Our next question is from John Rodis with Jamie.
Gavin, a question for you just on the balance sheet, the securities portfolio. Could you remind us what sort of maturities you're expecting in the fourth quarter and then next year?
Yes. So we're looking at about $25 million in the fourth quarter and then next year is going to be in that current speeds 120-ish, $120 million-ish...
For the full year.
For the full year, yes, that's correct.
Okay. Is that $120 million next year, is that weighted heavily towards any 1 quarter? Or is it fairly even?
It's fairly -- I mean a lot of it is amortization of the MBS portfolio.
Okay. And I think maybe a quarter or 2 ago, you had said you sort of longer term targeting securities to assets of around 12% to 13%. Is that sort of still the case?
12% to 15%. But yes, you're right there, John.
Thank you. That ends our Q&A session. I will hand back to Brad for any closing remarks.

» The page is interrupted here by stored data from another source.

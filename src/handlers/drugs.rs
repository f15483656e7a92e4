use actix_web::{web, HttpResponse};
use bigdecimal::ToPrimitive;
use chrono::NaiveDate;
use serde::{Deserialize, Serialize};
use serde_json::Value;
use utoipa::ToSchema;

use crate::application::today;
use crate::domain::drug::Drug;
use crate::errors::AppError;

use super::{fields, AppState, MessageResponse};

// ── Request / response DTOs ──────────────────────────────────────────────────

/// Fields may be JSON numbers or numeric strings.
#[derive(Debug, Deserialize, ToSchema)]
#[serde(rename_all = "camelCase")]
pub struct AddDrugRequest {
    #[schema(value_type = String, example = "Aspirin")]
    pub drug_name: Option<Value>,
    #[schema(value_type = i32, example = 100)]
    pub quantity: Option<Value>,
    #[schema(value_type = f64, example = 5.99)]
    pub price: Option<Value>,
    #[schema(value_type = String, format = Date, example = "2030-01-01")]
    pub expiration_date: Option<Value>,
}

#[derive(Debug, Serialize, ToSchema)]
#[serde(rename_all = "camelCase")]
pub struct AddDrugResponse {
    pub success: bool,
    pub message: String,
    pub drug_id: i32,
}

#[derive(Debug, Serialize, ToSchema)]
pub struct DrugResponse {
    pub id: i32,
    pub name: String,
    pub quantity: i32,
    pub price: f64,
    pub exp_date: NaiveDate,
    /// Derived label: Good, Low Stock, Critical Low, Out of Stock,
    /// Expiring Soon or Expired.
    pub status: String,
}

impl DrugResponse {
    fn new(drug: Drug, today: NaiveDate) -> Self {
        let status = drug.status(today).label().to_string();
        Self {
            id: drug.id,
            name: drug.name,
            quantity: drug.quantity,
            price: drug.price.to_f64().unwrap_or_default(),
            exp_date: drug.expiry_date,
            status,
        }
    }
}

#[derive(Debug, Serialize, ToSchema)]
pub struct DrugListResponse {
    pub drugs: Vec<DrugResponse>,
}

// ── Handlers ─────────────────────────────────────────────────────────────────

/// GET /getDrugs
///
/// Lists the whole inventory ordered by name.
#[utoipa::path(
    get,
    path = "/getDrugs",
    responses(
        (status = 200, description = "Inventory ordered by name", body = DrugListResponse),
        (status = 500, description = "Internal server error", body = MessageResponse),
    ),
    tag = "inventory"
)]
pub async fn get_drugs(state: web::Data<AppState>) -> Result<HttpResponse, AppError> {
    let drugs = web::block(move || state.inventory.list_drugs()).await??;

    let today = today();
    Ok(HttpResponse::Ok().json(DrugListResponse {
        drugs: drugs
            .into_iter()
            .map(|d| DrugResponse::new(d, today))
            .collect(),
    }))
}

/// POST /addDrug
#[utoipa::path(
    post,
    path = "/addDrug",
    request_body = AddDrugRequest,
    responses(
        (status = 200, description = "Drug added", body = AddDrugResponse),
        (status = 400, description = "Missing or invalid field", body = MessageResponse),
        (status = 500, description = "Internal server error", body = MessageResponse),
    ),
    tag = "inventory"
)]
pub async fn add_drug(
    state: web::Data<AppState>,
    body: web::Json<AddDrugRequest>,
) -> Result<HttpResponse, AppError> {
    let body = body.into_inner();
    fields::require_all(&[
        body.drug_name.as_ref(),
        body.quantity.as_ref(),
        body.price.as_ref(),
        body.expiration_date.as_ref(),
    ])?;
    let name = fields::text(body.drug_name.as_ref(), "drugName")?;
    let quantity = fields::int32(body.quantity.as_ref(), "quantity")?;
    let price = fields::decimal(body.price.as_ref(), "price")?;
    let expiry_date = fields::date(body.expiration_date.as_ref(), "expirationDate")?;

    let message = format!("{} added to inventory successfully", name);
    let drug_id = web::block(move || {
        state
            .inventory
            .add_drug(&name, quantity, price, expiry_date)
    })
    .await??;

    Ok(HttpResponse::Ok().json(AddDrugResponse {
        success: true,
        message,
        drug_id,
    }))
}
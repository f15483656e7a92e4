use bigdecimal::BigDecimal;
use chrono::NaiveDate;

use crate::domain::drug::{Drug, DrugId, NewDrug};
use crate::domain::errors::DomainError;
use crate::domain::ports::InventoryRepository;

pub struct InventoryService<R> {
    repo: R,
}

impl<R: InventoryRepository> InventoryService<R> {
    pub fn new(repo: R) -> Self {
        Self { repo }
    }

    pub fn add_drug(
        &self,
        name: &str,
        quantity: i32,
        price: BigDecimal,
        expiry_date: NaiveDate,
    ) -> Result<DrugId, DomainError> {
        let drug = NewDrug::new(name, quantity, price, expiry_date)?;
        let name = drug.name.clone();
        let id = self.repo.add(drug)?;
        log::info!("Added drug {} ({}) with quantity {}", id, name, quantity);
        Ok(id)
    }

    pub fn list_drugs(&self) -> Result<Vec<Drug>, DomainError> {
        self.repo.list()
    }

    pub fn get_drug(&self, id: DrugId) -> Result<Drug, DomainError> {
        self.repo.find_by_id(id)?.ok_or(DomainError::DrugNotFound)
    }

    pub fn decrement_stock(&self, id: DrugId, amount: i32) -> Result<Drug, DomainError> {
        if amount <= 0 {
            return Err(DomainError::validation("Amount must be greater than 0"));
        }
        let drug = self.repo.decrement_stock(id, amount)?;
        log::info!(
            "Decremented stock of drug {} by {}, {} remaining",
            id,
            amount,
            drug.quantity
        );
        Ok(drug)
    }
}
pub mod drugs;
pub mod fields;
pub mod patients;
pub mod prescriptions;
pub mod stats;

use std::sync::Arc;

use actix_web::web;
use serde::Serialize;
use utoipa::{OpenApi, ToSchema};

use crate::application::inventory_service::InventoryService;
use crate::application::patient_service::PatientService;
use crate::application::prescription_service::PrescriptionService;
use crate::application::stats_service::StatsService;
use crate::db::DbPool;
use crate::domain::ports::{InventoryRepository, PatientRepository, PrescriptionRepository};
use crate::errors::AppError;
use crate::infrastructure::inventory_repo::DieselInventoryRepository;
use crate::infrastructure::patient_repo::DieselPatientRepository;
use crate::infrastructure::prescription_repo::DieselPrescriptionRepository;

pub type SharedInventory = Arc<dyn InventoryRepository>;
pub type SharedPrescriptions = Arc<dyn PrescriptionRepository>;
pub type SharedPatients = Arc<dyn PatientRepository>;

/// Services shared by every worker.
pub struct AppState {
    pub inventory: InventoryService<SharedInventory>,
    pub prescriptions: PrescriptionService<SharedPrescriptions>,
    pub stats: StatsService<SharedInventory, SharedPrescriptions>,
    pub patients: PatientService<SharedPatients>,
}

impl AppState {
    pub fn new(
        inventory: SharedInventory,
        prescriptions: SharedPrescriptions,
        patients: SharedPatients,
    ) -> Self {
        Self {
            inventory: InventoryService::new(Arc::clone(&inventory)),
            prescriptions: PrescriptionService::new(Arc::clone(&prescriptions)),
            stats: StatsService::new(inventory, prescriptions),
            patients: PatientService::new(patients),
        }
    }

    pub fn from_pool(pool: DbPool) -> Self {
        Self::new(
            Arc::new(DieselInventoryRepository::new(pool.clone())),
            Arc::new(DieselPrescriptionRepository::new(pool.clone())),
            Arc::new(DieselPatientRepository::new(pool)),
        )
    }
}

#[derive(Debug, Serialize, ToSchema)]
pub struct MessageResponse {
    pub success: bool,
    pub message: String,
}

#[derive(OpenApi)]
#[openapi(
    paths(
        drugs::get_drugs,
        drugs::add_drug,
        prescriptions::issue_prescription,
        prescriptions::get_prescriptions,
        prescriptions::get_prescription,
        stats::get_stats,
        patients::add_patient,
        patients::get_patients,
        patients::get_patient,
    ),
    components(schemas(MessageResponse)),
    tags(
        (name = "inventory", description = "Drug stock"),
        (name = "prescriptions", description = "Issuing and viewing prescriptions"),
        (name = "stats", description = "Dashboard figures"),
        (name = "patients", description = "Patient register"),
    )
)]
pub struct ApiDoc;

/// Register every route plus JSON and path extractors that report malformed
/// input in the same `{success, message}` shape as other errors.
pub fn configure(cfg: &mut web::ServiceConfig) {
    cfg.app_data(web::JsonConfig::default().error_handler(|err, _req| {
        AppError::BadRequest(format!("Invalid request body: {}", err)).into()
    }))
    .app_data(web::PathConfig::default().error_handler(|err, _req| {
        AppError::BadRequest(format!("Invalid path: {}", err)).into()
    }))
    .route("/getDrugs", web::get().to(drugs::get_drugs))
    .route("/addDrug", web::post().to(drugs::add_drug))
    .route(
        "/issuePrescription",
        web::post().to(prescriptions::issue_prescription),
    )
    .route(
        "/getPrescriptions",
        web::get().to(prescriptions::get_prescriptions),
    )
    .route(
        "/getPrescription/{id}",
        web::get().to(prescriptions::get_prescription),
    )
    .route("/getStats", web::get().to(stats::get_stats))
    .route("/addPatient", web::post().to(patients::add_patient))
    .route("/getPatients", web::get().to(patients::get_patients))
    .route("/getPatient/{id}", web::get().to(patients::get_patient));
}

#[cfg(test)]
pub(crate) mod test_app {
    use std::sync::Arc;

    use super::AppState;
    use crate::infrastructure::memory::InMemoryPharmacy;

    /// App state backed by one in-memory store, returned alongside it so
    /// tests can inspect what the handlers wrote.
    pub(crate) fn memory_state() -> (AppState, Arc<InMemoryPharmacy>) {
        let store = Arc::new(InMemoryPharmacy::default());
        let state = AppState::new(store.clone(), store.clone(), store.clone());
        (state, store)
    }
}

In closing, I would like to thank our Board of Directors and our senior management for their support and leadership. I also want to thank all our associates. I continue to be so proud of the job being done by each member of our team. Each team member in his or her own way continues to do their part towards our common goal of guiding our customers to be independent. Finally, I would like to thank each of you for your interest in Independent Bank Corporation and for joining us on today's call. Have a great day.
Thank you very much, Brad, and thank you, everyone, for connecting. You may now disconnect your lines.